### REQUIRED WORK
Copy out every line of the data that has the word "types" somewhere in it.

GIVEN DATA START

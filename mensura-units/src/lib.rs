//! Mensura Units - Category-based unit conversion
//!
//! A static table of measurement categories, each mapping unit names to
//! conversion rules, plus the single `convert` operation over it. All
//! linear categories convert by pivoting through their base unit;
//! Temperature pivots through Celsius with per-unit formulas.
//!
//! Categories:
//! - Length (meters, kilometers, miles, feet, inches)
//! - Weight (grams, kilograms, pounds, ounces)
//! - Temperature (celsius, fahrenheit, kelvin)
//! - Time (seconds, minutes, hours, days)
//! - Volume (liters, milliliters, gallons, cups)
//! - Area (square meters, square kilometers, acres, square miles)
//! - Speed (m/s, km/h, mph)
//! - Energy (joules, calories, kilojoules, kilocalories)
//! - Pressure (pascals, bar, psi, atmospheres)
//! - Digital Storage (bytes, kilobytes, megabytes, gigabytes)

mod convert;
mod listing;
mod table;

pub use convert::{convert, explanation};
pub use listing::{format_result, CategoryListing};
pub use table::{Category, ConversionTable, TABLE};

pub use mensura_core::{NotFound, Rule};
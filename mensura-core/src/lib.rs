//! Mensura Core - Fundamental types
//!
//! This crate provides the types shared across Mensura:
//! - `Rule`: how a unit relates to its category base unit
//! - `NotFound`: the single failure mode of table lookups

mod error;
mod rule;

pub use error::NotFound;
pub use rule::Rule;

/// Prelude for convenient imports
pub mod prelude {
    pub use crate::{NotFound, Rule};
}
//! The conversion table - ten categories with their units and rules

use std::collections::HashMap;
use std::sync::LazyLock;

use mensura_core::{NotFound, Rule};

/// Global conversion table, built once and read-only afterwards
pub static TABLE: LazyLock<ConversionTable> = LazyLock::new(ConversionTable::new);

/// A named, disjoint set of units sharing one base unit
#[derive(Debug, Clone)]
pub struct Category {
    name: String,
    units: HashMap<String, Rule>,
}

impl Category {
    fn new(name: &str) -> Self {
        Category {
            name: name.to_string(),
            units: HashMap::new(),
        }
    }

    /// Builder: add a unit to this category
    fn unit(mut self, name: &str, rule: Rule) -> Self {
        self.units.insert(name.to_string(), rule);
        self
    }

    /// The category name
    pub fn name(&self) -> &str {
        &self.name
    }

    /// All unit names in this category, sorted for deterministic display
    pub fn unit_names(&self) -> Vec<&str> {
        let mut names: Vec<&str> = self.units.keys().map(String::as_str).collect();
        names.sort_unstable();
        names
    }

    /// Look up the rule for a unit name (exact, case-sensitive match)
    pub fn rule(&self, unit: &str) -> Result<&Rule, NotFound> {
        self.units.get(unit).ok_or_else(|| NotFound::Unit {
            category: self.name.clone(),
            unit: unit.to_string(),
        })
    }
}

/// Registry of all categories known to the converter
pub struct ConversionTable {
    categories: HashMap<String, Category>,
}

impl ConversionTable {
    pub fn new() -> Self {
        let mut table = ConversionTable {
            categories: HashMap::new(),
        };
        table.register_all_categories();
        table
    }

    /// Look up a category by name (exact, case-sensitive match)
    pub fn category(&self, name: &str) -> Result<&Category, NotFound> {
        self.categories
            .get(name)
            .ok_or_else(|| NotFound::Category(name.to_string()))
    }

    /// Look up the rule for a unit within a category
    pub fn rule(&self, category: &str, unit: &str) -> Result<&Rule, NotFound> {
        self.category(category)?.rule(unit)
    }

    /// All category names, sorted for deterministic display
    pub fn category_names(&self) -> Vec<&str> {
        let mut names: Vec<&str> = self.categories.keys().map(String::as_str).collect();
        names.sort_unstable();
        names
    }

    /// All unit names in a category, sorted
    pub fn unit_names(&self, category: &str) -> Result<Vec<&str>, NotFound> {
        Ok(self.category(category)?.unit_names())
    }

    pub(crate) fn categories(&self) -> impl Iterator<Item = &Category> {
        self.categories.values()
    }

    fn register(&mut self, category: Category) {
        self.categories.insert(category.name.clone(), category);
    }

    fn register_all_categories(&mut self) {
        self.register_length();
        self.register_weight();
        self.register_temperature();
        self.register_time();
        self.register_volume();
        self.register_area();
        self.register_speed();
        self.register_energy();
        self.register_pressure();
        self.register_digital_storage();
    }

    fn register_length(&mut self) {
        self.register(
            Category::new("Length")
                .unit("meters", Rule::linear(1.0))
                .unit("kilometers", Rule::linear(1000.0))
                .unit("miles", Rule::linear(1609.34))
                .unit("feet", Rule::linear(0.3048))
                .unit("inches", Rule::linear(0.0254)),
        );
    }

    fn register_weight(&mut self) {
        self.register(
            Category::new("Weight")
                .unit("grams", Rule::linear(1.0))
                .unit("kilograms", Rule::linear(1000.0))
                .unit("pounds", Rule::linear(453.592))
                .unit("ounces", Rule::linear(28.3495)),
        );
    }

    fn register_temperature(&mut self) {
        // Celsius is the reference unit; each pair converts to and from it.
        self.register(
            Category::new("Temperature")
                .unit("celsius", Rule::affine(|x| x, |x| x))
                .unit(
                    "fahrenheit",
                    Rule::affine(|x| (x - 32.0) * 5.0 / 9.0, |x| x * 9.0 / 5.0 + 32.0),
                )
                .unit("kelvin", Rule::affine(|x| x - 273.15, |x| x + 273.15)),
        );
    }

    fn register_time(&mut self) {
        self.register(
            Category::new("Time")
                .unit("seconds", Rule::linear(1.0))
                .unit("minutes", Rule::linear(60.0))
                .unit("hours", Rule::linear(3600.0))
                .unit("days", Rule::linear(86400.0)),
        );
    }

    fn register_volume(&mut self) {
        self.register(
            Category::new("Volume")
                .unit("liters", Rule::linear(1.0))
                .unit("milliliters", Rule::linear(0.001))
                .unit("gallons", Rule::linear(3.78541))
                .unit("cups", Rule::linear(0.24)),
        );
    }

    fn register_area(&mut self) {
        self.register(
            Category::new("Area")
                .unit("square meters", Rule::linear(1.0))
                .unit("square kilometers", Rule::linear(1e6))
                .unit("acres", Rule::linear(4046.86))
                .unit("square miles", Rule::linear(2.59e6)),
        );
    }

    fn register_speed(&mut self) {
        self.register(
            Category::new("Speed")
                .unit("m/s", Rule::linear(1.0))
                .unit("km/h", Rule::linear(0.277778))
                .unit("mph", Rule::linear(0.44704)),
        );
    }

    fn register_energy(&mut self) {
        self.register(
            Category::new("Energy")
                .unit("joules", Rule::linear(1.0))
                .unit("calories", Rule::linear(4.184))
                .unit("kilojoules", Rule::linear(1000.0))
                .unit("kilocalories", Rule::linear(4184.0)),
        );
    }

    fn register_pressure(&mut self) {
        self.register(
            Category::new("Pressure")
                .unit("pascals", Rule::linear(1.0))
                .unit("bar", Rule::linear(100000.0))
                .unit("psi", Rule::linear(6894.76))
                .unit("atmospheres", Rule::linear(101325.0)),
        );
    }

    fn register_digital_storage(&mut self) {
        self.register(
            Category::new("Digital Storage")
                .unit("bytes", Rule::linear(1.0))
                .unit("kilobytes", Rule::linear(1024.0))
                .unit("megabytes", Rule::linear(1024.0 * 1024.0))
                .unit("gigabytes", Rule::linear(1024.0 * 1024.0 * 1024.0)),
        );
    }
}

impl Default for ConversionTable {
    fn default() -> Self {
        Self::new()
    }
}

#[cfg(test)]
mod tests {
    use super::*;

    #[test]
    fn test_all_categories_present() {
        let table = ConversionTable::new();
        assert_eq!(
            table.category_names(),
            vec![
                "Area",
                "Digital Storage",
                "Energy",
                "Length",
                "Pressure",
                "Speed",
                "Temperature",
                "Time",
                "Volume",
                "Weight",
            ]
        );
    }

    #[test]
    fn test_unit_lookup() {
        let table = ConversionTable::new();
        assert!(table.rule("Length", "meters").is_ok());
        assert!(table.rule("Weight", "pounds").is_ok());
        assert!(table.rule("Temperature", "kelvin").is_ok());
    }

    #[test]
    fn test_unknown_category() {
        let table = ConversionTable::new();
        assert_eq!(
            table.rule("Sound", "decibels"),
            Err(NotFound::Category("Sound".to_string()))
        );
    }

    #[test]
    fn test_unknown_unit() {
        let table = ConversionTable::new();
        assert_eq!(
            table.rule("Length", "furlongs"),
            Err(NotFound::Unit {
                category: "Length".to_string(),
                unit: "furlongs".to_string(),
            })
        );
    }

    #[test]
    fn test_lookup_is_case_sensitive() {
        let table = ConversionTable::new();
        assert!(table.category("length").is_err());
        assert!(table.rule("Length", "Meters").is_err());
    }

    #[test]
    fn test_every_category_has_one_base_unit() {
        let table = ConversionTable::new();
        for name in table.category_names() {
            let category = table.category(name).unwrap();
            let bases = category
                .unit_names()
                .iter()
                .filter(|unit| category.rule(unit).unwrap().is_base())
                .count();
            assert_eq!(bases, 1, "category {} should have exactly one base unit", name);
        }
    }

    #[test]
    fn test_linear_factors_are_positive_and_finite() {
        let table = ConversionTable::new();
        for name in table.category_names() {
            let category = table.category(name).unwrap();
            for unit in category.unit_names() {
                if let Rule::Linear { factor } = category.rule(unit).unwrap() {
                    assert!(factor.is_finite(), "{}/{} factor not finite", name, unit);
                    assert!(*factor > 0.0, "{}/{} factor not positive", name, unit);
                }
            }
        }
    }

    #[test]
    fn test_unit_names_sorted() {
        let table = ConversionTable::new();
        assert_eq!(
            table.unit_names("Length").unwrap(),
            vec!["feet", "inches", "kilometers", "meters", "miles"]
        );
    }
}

GIVEN DATA END

### OUTPUT OF THE TASK
//! Mensura Core - Fundamental types
//! This crate provides the types shared across Mensura:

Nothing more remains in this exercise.